BEGIN

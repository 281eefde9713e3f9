use crate::device::Device;
use crate::dtype::DType;
use crate::error::{Result, TensorError};
use crate::shape::{Shape, TIME_AXIS};
use crate::storage::CpuStorage;

/// A tensor backed by CPU storage.
///
/// Holds contiguous, row-major f32 data with an associated shape and the
/// device it is logically placed on. Batched signals are laid out
/// `[batch, time, features...]`.
#[derive(Debug, Clone, PartialEq)]
pub struct Tensor {
    storage: CpuStorage,
    shape: Shape,
    device: Device,
}

impl Tensor {
    /// Create a new tensor from f32 data and a shape.
    ///
    /// # Panics
    /// Panics if `data.len() != shape.numel()`.
    pub fn new(data: Vec<f32>, shape: Shape) -> Self {
        assert_eq!(
            data.len(),
            shape.numel(),
            "data length {} does not match shape {:?} (numel={})",
            data.len(),
            shape,
            shape.numel()
        );
        Tensor {
            storage: CpuStorage::from_f32_vec(data),
            shape,
            device: Device::Cpu,
        }
    }

    /// Fallible variant of [`Tensor::new`].
    pub fn from_vec(data: Vec<f32>, shape: Shape) -> Result<Self> {
        if data.len() != shape.numel() {
            return Err(TensorError::ShapeMismatch {
                expected: shape.dims().to_vec(),
                got: vec![data.len()],
            });
        }
        Ok(Tensor::new(data, shape))
    }

    /// Create a zero-filled tensor with the given shape.
    pub fn zeros(shape: Shape) -> Self {
        Tensor {
            storage: CpuStorage::zeros(shape.numel()),
            shape,
            device: Device::Cpu,
        }
    }

    /// Create a tensor where every element equals `value`.
    pub fn full(shape: Shape, value: f32) -> Self {
        let n = shape.numel();
        Tensor::new(vec![value; n], shape)
    }

    /// Returns a reference to the tensor's shape.
    pub fn shape(&self) -> &Shape {
        &self.shape
    }

    /// Shorthand for `shape().ndim()`.
    pub fn rank(&self) -> usize {
        self.shape.ndim()
    }

    /// Returns the tensor's data type.
    pub fn dtype(&self) -> DType {
        self.storage.dtype()
    }

    /// Returns the device the tensor is placed on.
    pub fn device(&self) -> Device {
        self.device
    }

    /// Returns the underlying data as an f32 slice.
    pub fn data_f32(&self) -> &[f32] {
        self.storage.as_f32_slice()
    }

    /// Returns the underlying data as a mutable f32 slice.
    pub fn data_f32_mut(&mut self) -> &mut [f32] {
        self.storage.as_f32_slice_mut()
    }

    /// Consumes the tensor, returning its row-major values.
    pub fn into_vec(self) -> Vec<f32> {
        self.storage.into_f32_vec()
    }

    /// Returns the underlying storage reference.
    pub fn storage(&self) -> &CpuStorage {
        &self.storage
    }

    /// Length of the time axis.
    pub fn time_len(&self) -> Result<usize> {
        self.shape.time_len().ok_or(TensorError::InvalidAxis {
            axis: TIME_AXIS,
            ndim: self.rank(),
        })
    }

    /// Returns the same values placed on `device`.
    pub fn to_device(&self, device: Device) -> Tensor {
        Tensor {
            storage: self.storage.clone(),
            shape: self.shape.clone(),
            device,
        }
    }

    /// Reshape the tensor, returning a new tensor with the same data but
    /// a different shape.
    ///
    /// The total number of elements must remain the same.
    pub fn reshape(&self, new_shape: Shape) -> Result<Tensor> {
        if self.shape.numel() != new_shape.numel() {
            return Err(TensorError::ShapeMismatch {
                expected: self.shape.dims().to_vec(),
                got: new_shape.dims().to_vec(),
            });
        }
        Ok(Tensor {
            storage: self.storage.clone(),
            shape: new_shape,
            device: self.device,
        })
    }

    /// Inserts a unit dimension at `axis`.
    pub fn unsqueeze(&self, axis: usize) -> Result<Tensor> {
        let shape = self.shape.insert_unit(axis)?;
        self.reshape(shape)
    }

    /// Applies `f` to every element.
    pub fn map(&self, f: impl Fn(f32) -> f32) -> Tensor {
        let data = self.data_f32().iter().map(|&v| f(v)).collect();
        Tensor {
            storage: CpuStorage::from_f32_vec(data),
            shape: self.shape.clone(),
            device: self.device,
        }
    }

    /// Returns the sub-tensor `start..start+len` along `axis`.
    pub fn narrow(&self, axis: usize, start: usize, len: usize) -> Result<Tensor> {
        let (outer, size, inner) = self.shape.split_at_axis(axis)?;
        if start + len > size {
            return Err(TensorError::OutOfRange {
                axis,
                start,
                end: start + len,
                size,
            });
        }

        let src = self.data_f32();
        let mut data = Vec::with_capacity(outer * len * inner);
        for o in 0..outer {
            let offset = o * size * inner + start * inner;
            data.extend_from_slice(&src[offset..offset + len * inner]);
        }

        Ok(Tensor {
            storage: CpuStorage::from_f32_vec(data),
            shape: self.shape.with_dim(axis, len)?,
            device: self.device,
        })
    }

    /// Concatenates tensors along `axis`.
    ///
    /// All tensors must share rank, device, and every dimension except
    /// `axis`.
    pub fn cat(tensors: &[&Tensor], axis: usize) -> Result<Tensor> {
        let first = tensors
            .first()
            .ok_or_else(|| TensorError::Other("cat of zero tensors".to_string()))?;
        first.shape.check_axis(axis)?;

        let mut total = 0;
        for t in tensors {
            if t.device != first.device {
                return Err(TensorError::Other(format!(
                    "cat: device mismatch ({} vs {})",
                    first.device, t.device
                )));
            }
            let same_rank = t.rank() == first.rank();
            let compatible = same_rank
                && t.shape
                    .dims()
                    .iter()
                    .zip(first.shape.dims())
                    .enumerate()
                    .all(|(i, (a, b))| i == axis || a == b);
            if !compatible {
                return Err(TensorError::ShapeMismatch {
                    expected: first.shape.dims().to_vec(),
                    got: t.shape.dims().to_vec(),
                });
            }
            total += t.shape.dim(axis);
        }

        let shape = first.shape.with_dim(axis, total)?;
        let (outer, _, inner) = shape.split_at_axis(axis)?;
        let mut data = Vec::with_capacity(shape.numel());
        for o in 0..outer {
            for t in tensors {
                let block = t.shape.dim(axis) * inner;
                data.extend_from_slice(&t.data_f32()[o * block..(o + 1) * block]);
            }
        }

        Ok(Tensor {
            storage: CpuStorage::from_f32_vec(data),
            shape,
            device: first.device,
        })
    }

    /// Appends `n` zero-valued entries along `axis`.
    pub fn pad_zeros(&self, axis: usize, n: usize) -> Result<Tensor> {
        if n == 0 {
            self.shape.check_axis(axis)?;
            return Ok(self.clone());
        }
        let zeros = Tensor::zeros(self.shape.with_dim(axis, n)?).to_device(self.device);
        Tensor::cat(&[self, &zeros], axis)
    }

    /// Overwrites `start..start+src.dim(axis)` along `axis` with `src`.
    ///
    /// `src` must match this tensor in every other dimension.
    pub fn assign(&mut self, axis: usize, start: usize, src: &Tensor) -> Result<()> {
        let (outer, size, inner) = self.shape.split_at_axis(axis)?;
        let compatible = src.rank() == self.rank()
            && src
                .shape
                .dims()
                .iter()
                .zip(self.shape.dims())
                .enumerate()
                .all(|(i, (a, b))| i == axis || a == b);
        if !compatible {
            return Err(TensorError::ShapeMismatch {
                expected: self.shape.dims().to_vec(),
                got: src.shape.dims().to_vec(),
            });
        }
        let len = src.shape.dim(axis);
        if start + len > size {
            return Err(TensorError::OutOfRange {
                axis,
                start,
                end: start + len,
                size,
            });
        }

        let block = len * inner;
        let values = src.data_f32();
        let dst = self.storage.as_f32_slice_mut();
        for o in 0..outer {
            let offset = o * size * inner + start * inner;
            dst[offset..offset + block].copy_from_slice(&values[o * block..(o + 1) * block]);
        }
        Ok(())
    }
}

#[cfg(test)]
mod tests {
    use super::*;

    fn arange(shape: &[usize]) -> Tensor {
        let shape = Shape::from_slice(shape);
        let data = (0..shape.numel()).map(|v| v as f32).collect();
        Tensor::new(data, shape)
    }

    #[test]
    fn test_new_tensor() {
        let t = Tensor::new(vec![1.0, 2.0, 3.0, 4.0, 5.0, 6.0], Shape::new(vec![2, 3]));
        assert_eq!(t.rank(), 2);
        assert_eq!(t.time_len().unwrap(), 3);
        assert_eq!(t.dtype(), DType::F32);
        assert_eq!(t.device(), Device::Cpu);
        assert_eq!(t.data_f32(), &[1.0, 2.0, 3.0, 4.0, 5.0, 6.0]);
    }

    #[test]
    #[should_panic]
    fn test_new_shape_mismatch_panics() {
        let _t = Tensor::new(vec![1.0, 2.0], Shape::new(vec![3]));
    }

    #[test]
    fn test_from_vec_mismatch() {
        assert!(Tensor::from_vec(vec![1.0, 2.0], Shape::new(vec![3])).is_err());
    }

    #[test]
    fn test_time_len_requires_rank_two() {
        assert!(arange(&[4]).time_len().is_err());
    }

    #[test]
    fn test_reshape_and_unsqueeze() {
        let t = arange(&[6]);
        assert_eq!(t.reshape(Shape::new(vec![2, 3])).unwrap().shape().dims(), &[2, 3]);
        assert!(t.reshape(Shape::new(vec![4])).is_err());
        assert_eq!(t.unsqueeze(0).unwrap().shape().dims(), &[1, 6]);
    }

    #[test]
    fn test_narrow_time() {
        let t = arange(&[2, 4]);
        let n = t.narrow(1, 1, 2).unwrap();
        assert_eq!(n.shape().dims(), &[2, 2]);
        assert_eq!(n.data_f32(), &[1.0, 2.0, 5.0, 6.0]);
        assert!(t.narrow(1, 3, 2).is_err());
    }

    #[test]
    fn test_narrow_with_features() {
        let t = arange(&[1, 3, 2]);
        let n = t.narrow(1, 2, 1).unwrap();
        assert_eq!(n.data_f32(), &[4.0, 5.0]);
    }

    #[test]
    fn test_cat_time() {
        let a = arange(&[2, 2]);
        let b = Tensor::full(Shape::new(vec![2, 1]), 9.0);
        let c = Tensor::cat(&[&a, &b], 1).unwrap();
        assert_eq!(c.shape().dims(), &[2, 3]);
        assert_eq!(c.data_f32(), &[0.0, 1.0, 9.0, 2.0, 3.0, 9.0]);
    }

    #[test]
    fn test_cat_mismatch() {
        let a = arange(&[2, 2]);
        let b = arange(&[3, 2]);
        assert!(Tensor::cat(&[&a, &b], 1).is_err());
        assert!(Tensor::cat(&[], 0).is_err());
    }

    #[test]
    fn test_pad_zeros() {
        let t = arange(&[1, 2, 2]);
        let p = t.pad_zeros(1, 2).unwrap();
        assert_eq!(p.shape().dims(), &[1, 4, 2]);
        assert_eq!(p.data_f32(), &[0.0, 1.0, 2.0, 3.0, 0.0, 0.0, 0.0, 0.0]);
        assert_eq!(t.pad_zeros(1, 0).unwrap(), t);
    }

    #[test]
    fn test_assign() {
        let mut t = Tensor::zeros(Shape::new(vec![2, 4]));
        let v = Tensor::new(vec![1.0, 2.0, 3.0, 4.0], Shape::new(vec![2, 2]));
        t.assign(1, 1, &v).unwrap();
        assert_eq!(t.data_f32(), &[0.0, 1.0, 2.0, 0.0, 0.0, 3.0, 4.0, 0.0]);
        assert!(t.assign(1, 3, &v).is_err());
        let wrong = Tensor::zeros(Shape::new(vec![3, 1]));
        assert!(t.assign(1, 0, &wrong).is_err());
    }

    #[test]
    fn test_to_device_keeps_values() {
        let t = arange(&[2, 2]);
        let moved = t.to_device(Device::Cuda(0));
        assert_eq!(moved.device(), Device::Cuda(0));
        assert_eq!(moved.data_f32(), t.data_f32());
    }

    #[test]
    fn test_map() {
        let t = arange(&[3]).map(|v| v * 2.0);
        assert_eq!(t.data_f32(), &[0.0, 2.0, 4.0]);
    }
}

END

= What to produce =
In the lines above, spot each one that contains the word "major" and copy it.

= Response to the task =
/// Holds contiguous, row-major f32 data with an associated shape and the
    /// Consumes the tensor, returning its row-major values.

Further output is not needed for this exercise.